Since their introduction the healthcare industry, traditional and holistic interventions have undergone several developments. This is because upon introduction, the health care providers were quick to embrace the change and implement the alternative treatment methods in their operations. Since then, research has been undergoing to establish the best ways of incorporating holistic and traditional interventions in treatment of patients. Among the recent developments in alternative treatment methods is the bio-psycho-social model. “According to this model, all diseases have some component of psycho logic, psychosomatic, social, and biological factors in the symptoms of the disease. The aforementioned factors are however interdependent and interrelated” (Stuber and Horn, 2012). As such, in order to get rid of the disease from the individual, all the four parameters have to be acted upon. This therefore calls for the intervention of holistic and traditional treatment methods.

Technological advances and the need for safer internal and external environments have also increased the demand for holistic and traditional intervention. Unlike in the ancient days, people are now aware of the dangers of consuming many chemicals in the body. As such, they would try as much as they can to minimize the amounts of chemical substances getting into their bodies. Thus, when people get sick, they prefer traditional and holistic interventions as treatment methods instead of taking medicine or injections. It is also for the same reason that the demand for psychologists and sociologists has gone up in the recent past.


From the above discussion, it is clear that health care has undergone tremendous attributed to the technological, social, and economical changes in the world.
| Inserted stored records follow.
//! Outcome notification port
//!
//! Defines the interface for receiving per-provider results while a
//! fan-out is still running.

use comparator_domain::{CallOutcome, ProviderDescriptor};

/// Callback for outcomes during a fan-out
///
/// `on_outcome` is called exactly once per dispatched provider, in
/// completion order. Implementations live in the presentation and
/// infrastructure layers (console board, progress bars, JSONL log).
///
/// Any `Fn(&CallOutcome)` closure is a sink.
pub trait OutcomeSink: Send + Sync {
    /// Called once, before any request is sent, with the providers in
    /// dispatch order.
    fn on_dispatch(&self, _providers: &[ProviderDescriptor]) {}

    /// Called when one provider has settled
    fn on_outcome(&self, outcome: &CallOutcome);
}

impl<F> OutcomeSink for F
where
    F: Fn(&CallOutcome) + Send + Sync,
{
    fn on_outcome(&self, outcome: &CallOutcome) {
        self(outcome)
    }
}

/// No-op sink for when outcomes are only read from the final report
pub struct NoOutcomeSink;

impl OutcomeSink for NoOutcomeSink {
    fn on_outcome(&self, _outcome: &CallOutcome) {}
}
Health care has greatly revolved because of the introduction of holistic and traditional interventions in nursing. For one, holistic and traditional interventions have proven to be cost effective compared to pharmacology, thus gaining much preference from many people in the society. Moreover, unlike the pharmaceuticals, holistic and traditional interventions have less health effects on the patient’s body since they do not involve consumption of chemicals, which could be harmful to the body. Finally yet importantly, holistic and traditional interventions go further to healing the physical body as they also ensure that the psychological and mental health problems are taken care of.

Reference List

King, M., and Gates, M. (2007). Teaching Holistic Nursing: The Legacy of Nightingale. Nursing Clinics of North America, 42(2), 309-333.

Stuber, M., and Horn, B. (2012). Complementary, alternative, and integrative medicine: Oxford Textbook of Spirituality in Healthcare. Oxford: Oxford Univ press.

Wright, S. et al. (2011). Holistic System of Care: Evidence of Effectiveness. Native American Health Center. 46(11), 1420-1430.